> **Exercise objective**
What is needed is the complete listing, repeated exactly.

> **Supplied data**
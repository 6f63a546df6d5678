use std::sync::Arc;

use creator_profile_api::billing_client::StripeBillingClient;
use creator_profile_api::config::Config;
use creator_profile_api::db::Database;
use creator_profile_api::db_storage::{
    PgFitScoreRepository, PgSocialLinkRepository, PixelStorage, TippingStorage,
};
use creator_profile_api::dns_client::DohTxtResolver;
use creator_profile_api::fit_score_service::FitScoreService;
use creator_profile_api::handlers::AppState;
use creator_profile_api::obs;
use creator_profile_api::plan_change::{PlanChangeService, PriceCatalog};
use creator_profile_api::rate_limit::{
    DistributedCounter, RateLimitConfig, RateLimiter, RedisCounter,
};
use creator_profile_api::routes;
use creator_profile_api::social_links::DomainVerifier;

/// Main entry point for the application.
///
/// Initializes tracing, configuration, the database pool, the optional Redis
/// counter store and billing client, then serves the HTTP routes.
#[tokio::main]
async fn main() -> anyhow::Result<()> {
    obs::init_tracing("creator_profile_api=debug,tower_http=debug");

    // Load configuration
    let config = Config::from_env()?;
    tracing::info!("Configuration loaded successfully");

    // Initialize database connection pool
    let db = Database::new(&config.database_url).await?;
    tracing::info!("Database connection pool established");

    // Redis is optional; limiters fall back to in-process windows without it
    let redis: Option<Arc<dyn DistributedCounter>> = match config.redis_url {
        Some(ref url) => match RedisCounter::connect(url).await {
            Ok(counter) => {
                tracing::info!("✓ Redis counter store connected");
                Some(Arc::new(counter) as Arc<dyn DistributedCounter>)
            }
            Err(e) => {
                tracing::warn!("Redis unavailable, rate limiting in memory: {}", e);
                None
            }
        },
        None => None,
    };

    let prefer_redis = config.rate_limit_prefer_redis;
    let limiter = |preset: RateLimitConfig| {
        Arc::new(RateLimiter::new(preset.prefer_redis(prefer_redis), redis.clone()))
    };
    let api_limiter = limiter(RateLimitConfig::api());
    let billing_limiter = limiter(RateLimitConfig::billing());
    let verification_limiter = limiter(RateLimitConfig::domain_verification());

    let resolver = Arc::new(DohTxtResolver::new(config.dns_resolver_url.clone())?);

    let plan_changes = match config.billing {
        Some(ref billing) => {
            let client =
                StripeBillingClient::new(billing.api_base.clone(), billing.secret_key.clone())?;
            let catalog = PriceCatalog::from_config(billing);
            if catalog.is_empty() {
                tracing::warn!("No STRIPE_PRICE_* ids configured; every plan change will be rejected");
            }
            tracing::info!("✓ Billing client initialized ({} prices)", catalog.len());
            Some(PlanChangeService::new(Arc::new(client), catalog))
        }
        None => None,
    };

    let social_links = Arc::new(PgSocialLinkRepository::new(db.pool.clone()));

    // Build application state
    let app_state = Arc::new(AppState {
        db: db.pool.clone(),
        config: config.clone(),
        fit_scores: FitScoreService::new(Arc::new(PgFitScoreRepository::new(db.pool.clone()))),
        social_links: social_links.clone(),
        verifier: DomainVerifier::new(social_links, resolver, verification_limiter),
        plan_changes,
        api_limiter,
        billing_limiter,
        tipping: TippingStorage::new(db.pool.clone()),
        pixels: PixelStorage::new(db.pool.clone()),
    });

    let app = routes::build_router(app_state);

    // Start server
    let addr = format!("0.0.0.0:{}", config.port);
    let listener = tokio::net::TcpListener::bind(&addr).await?;
    tracing::info!("Server listening on {}", addr);

    axum::serve(listener, app).await?;

    Ok(())
}
fn constant_time_compare(a: &str, b: &str) -> bool {
    if a.len() != b.len() {
        return false;
    }

    a.as_bytes()
        .iter()
        .zip(b.as_bytes().iter())
        .fold(0u8, |acc, (x, y)| acc | (x ^ y))
        == 0
}

// ============ Rate limiting ============

fn client_identifier(headers: &HeaderMap) -> String {
    headers
        .get(USER_ID_HEADER)
        .or_else(|| headers.get("x-forwarded-for"))
        .and_then(|v| v.to_str().ok())
        .and_then(|v| v.split(',').next())
        .map(|v| v.trim().to_string())
        .filter(|v| !v.is_empty())
        .unwrap_or_else(|| "anonymous".to_string())
}

/// Consumes one request from the API limiter and stamps `X-RateLimit-*` headers.
pub async fn api_rate_limit(
    State(state): State<Arc<AppState>>,
    request: Request,
    next: Next,
) -> Response {
    let identifier = client_identifier(request.headers());
    let result = state.api_limiter.limit(&identifier).await;
    let headers = rate_limit_headers(&result);

    if !result.success {
        tracing::warn!("API rate limit exceeded for {}", identifier);
        let retry_after_secs = result.retry_after_secs(chrono::Utc::now().timestamp_millis());
        let mut response = AppError::RateLimited { retry_after_secs }.into_response();
        response.headers_mut().extend(headers);
        return response;
    }

    let mut response = next.run(request).await;
    response.headers_mut().extend(headers);
    response
}

async fn enforce_billing_limit(state: &AppState, customer_id: &str) -> Result<(), AppError> {
    let result = state.billing_limiter.limit(customer_id).await;
    if result.success {
        return Ok(());
    }
    tracing::warn!("Billing rate limit exceeded for {}", customer_id);
    Err(AppError::RateLimited {
        retry_after_secs: result.retry_after_secs(chrono::Utc::now().timestamp_millis()),
    })
}

// ============ Tipping ============

/// PUT /api/dashboard/tipping/venmo
pub async fn update_venmo_handle(
    State(state): State<Arc<AppState>>,
    headers: HeaderMap,
    Json(payload): Json<VenmoHandleRequest>,
) -> Result<Json<VenmoHandleResponse>, AppError> {
    let account = require_dashboard_account(&state, &headers).await?;

    let handle = normalize_venmo_handle(payload.handle.as_deref().unwrap_or_default())
        .map_err(AppError::BadRequest)?;
    state
        .tipping
        .update_venmo_handle(account.profile_id, handle.as_deref())
        .await?;

    tracing::info!(
        "Venmo handle {} for profile {}",
        if handle.is_some() { "set" } else { "cleared" },
        account.profile_id
    );

    Ok(Json(VenmoHandleResponse {
        success: true,
        venmo_url: handle.as_deref().map(venmo_pay_url),
        venmo_handle: handle,
    }))
}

> **Answer to the problem**
repository 6f63a546df6d5678
use std::sync::Arc;

use creator_profile_api::billing_client::StripeBillingClient;
use creator_profile_api::config::Config;
use creator_profile_api::db::Database;
use creator_profile_api::db_storage::{
    PgFitScoreRepository, PgSocialLinkRepository, PixelStorage, TippingStorage,
};
use creator_profile_api::dns_client::DohTxtResolver;
use creator_profile_api::fit_score_service::FitScoreService;
use creator_profile_api::handlers::AppState;
use creator_profile_api::obs;
use creator_profile_api::plan_change::{PlanChangeService, PriceCatalog};
use creator_profile_api::rate_limit::{
    DistributedCounter, RateLimitConfig, RateLimiter, RedisCounter,
};
use creator_profile_api::routes;
use creator_profile_api::social_links::DomainVerifier;

/// Main entry point for the application.
///
/// Initializes tracing, configuration, the database pool, the optional Redis
/// counter store and billing client, then serves the HTTP routes.
#[tokio::main]
async fn main() -> anyhow::Result<()> {
    obs::init_tracing("creator_profile_api=debug,tower_http=debug");

    // Load configuration
    let config = Config::from_env()?;
    tracing::info!("Configuration loaded successfully");

    // Initialize database connection pool
    let db = Database::new(&config.database_url).await?;
    tracing::info!("Database connection pool established");

    // Redis is optional; limiters fall back to in-process windows without it
    let redis: Option<Arc<dyn DistributedCounter>> = match config.redis_url {
        Some(ref url) => match RedisCounter::connect(url).await {
            Ok(counter) => {
                tracing::info!("✓ Redis counter store connected");
                Some(Arc::new(counter) as Arc<dyn DistributedCounter>)
            }
            Err(e) => {
                tracing::warn!("Redis unavailable, rate limiting in memory: {}", e);
                None
            }
        },
        None => None,
    };

    let prefer_redis = config.rate_limit_prefer_redis;
    let limiter = |preset: RateLimitConfig| {
        Arc::new(RateLimiter::new(preset.prefer_redis(prefer_redis), redis.clone()))
    };
    let api_limiter = limiter(RateLimitConfig::api());
    let billing_limiter = limiter(RateLimitConfig::billing());
    let verification_limiter = limiter(RateLimitConfig::domain_verification());

    let resolver = Arc::new(DohTxtResolver::new(config.dns_resolver_url.clone())?);

    let plan_changes = match config.billing {
        Some(ref billing) => {
            let client =
                StripeBillingClient::new(billing.api_base.clone(), billing.secret_key.clone())?;
            let catalog = PriceCatalog::from_config(billing);
            if catalog.is_empty() {
                tracing::warn!("No STRIPE_PRICE_* ids configured; every plan change will be rejected");
            }
            tracing::info!("✓ Billing client initialized ({} prices)", catalog.len());
            Some(PlanChangeService::new(Arc::new(client), catalog))
        }
        None => None,
    };

    let social_links = Arc::new(PgSocialLinkRepository::new(db.pool.clone()));

    // Build application state
    let app_state = Arc::new(AppState {
        db: db.pool.clone(),
        config: config.clone(),
        fit_scores: FitScoreService::new(Arc::new(PgFitScoreRepository::new(db.pool.clone()))),
        social_links: social_links.clone(),
        verifier: DomainVerifier::new(social_links, resolver, verification_limiter),
        plan_changes,
        api_limiter,
        billing_limiter,
        tipping: TippingStorage::new(db.pool.clone()),
        pixels: PixelStorage::new(db.pool.clone()),
    });

    let app = routes::build_router(app_state);

    // Start server
    let addr = format!("0.0.0.0:{}", config.port);
    let listener = tokio::net::TcpListener::bind(&addr).await?;
    tracing::info!("Server listening on {}", addr);

    axum::serve(listener, app).await?;

    Ok(())
}
fn constant_time_compare(a: &str, b: &str) -> bool {
    if a.len() != b.len() {
        return false;
    }

    a.as_bytes()
        .iter()
        .zip(b.as_bytes().iter())
        .fold(0u8, |acc, (x, y)| acc | (x ^ y))
        == 0
}

// ============ Rate limiting ============

fn client_identifier(headers: &HeaderMap) -> String {
    headers
        .get(USER_ID_HEADER)
        .or_else(|| headers.get("x-forwarded-for"))
        .and_then(|v| v.to_str().ok())
        .and_then(|v| v.split(',').next())
        .map(|v| v.trim().to_string())
        .filter(|v| !v.is_empty())
        .unwrap_or_else(|| "anonymous".to_string())
}

/// Consumes one request from the API limiter and stamps `X-RateLimit-*` headers.
pub async fn api_rate_limit(
    State(state): State<Arc<AppState>>,
    request: Request,
    next: Next,
) -> Response {
    let identifier = client_identifier(request.headers());
    let result = state.api_limiter.limit(&identifier).await;
    let headers = rate_limit_headers(&result);

    if !result.success {
        tracing::warn!("API rate limit exceeded for {}", identifier);
        let retry_after_secs = result.retry_after_secs(chrono::Utc::now().timestamp_millis());
        let mut response = AppError::RateLimited { retry_after_secs }.into_response();
        response.headers_mut().extend(headers);
        return response;
    }

    let mut response = next.run(request).await;
    response.headers_mut().extend(headers);
    response
}

async fn enforce_billing_limit(state: &AppState, customer_id: &str) -> Result<(), AppError> {
    let result = state.billing_limiter.limit(customer_id).await;
    if result.success {
        return Ok(());
    }
    tracing::warn!("Billing rate limit exceeded for {}", customer_id);
    Err(AppError::RateLimited {
        retry_after_secs: result.retry_after_secs(chrono::Utc::now().timestamp_millis()),
    })
}

// ============ Tipping ============

/// PUT /api/dashboard/tipping/venmo
pub async fn update_venmo_handle(
    State(state): State<Arc<AppState>>,
    headers: HeaderMap,
    Json(payload): Json<VenmoHandleRequest>,
) -> Result<Json<VenmoHandleResponse>, AppError> {
    let account = require_dashboard_account(&state, &headers).await?;

    let handle = normalize_venmo_handle(payload.handle.as_deref().unwrap_or_default())
        .map_err(AppError::BadRequest)?;
    state
        .tipping
        .update_venmo_handle(account.profile_id, handle.as_deref())
        .await?;

    tracing::info!(
        "Venmo handle {} for profile {}",
        if handle.is_some() { "set" } else { "cleared" },
        account.profile_id
    );

    Ok(Json(VenmoHandleResponse {
        success: true,
        venmo_url: handle.as_deref().map(venmo_pay_url),
        venmo_handle: handle,
    }))
}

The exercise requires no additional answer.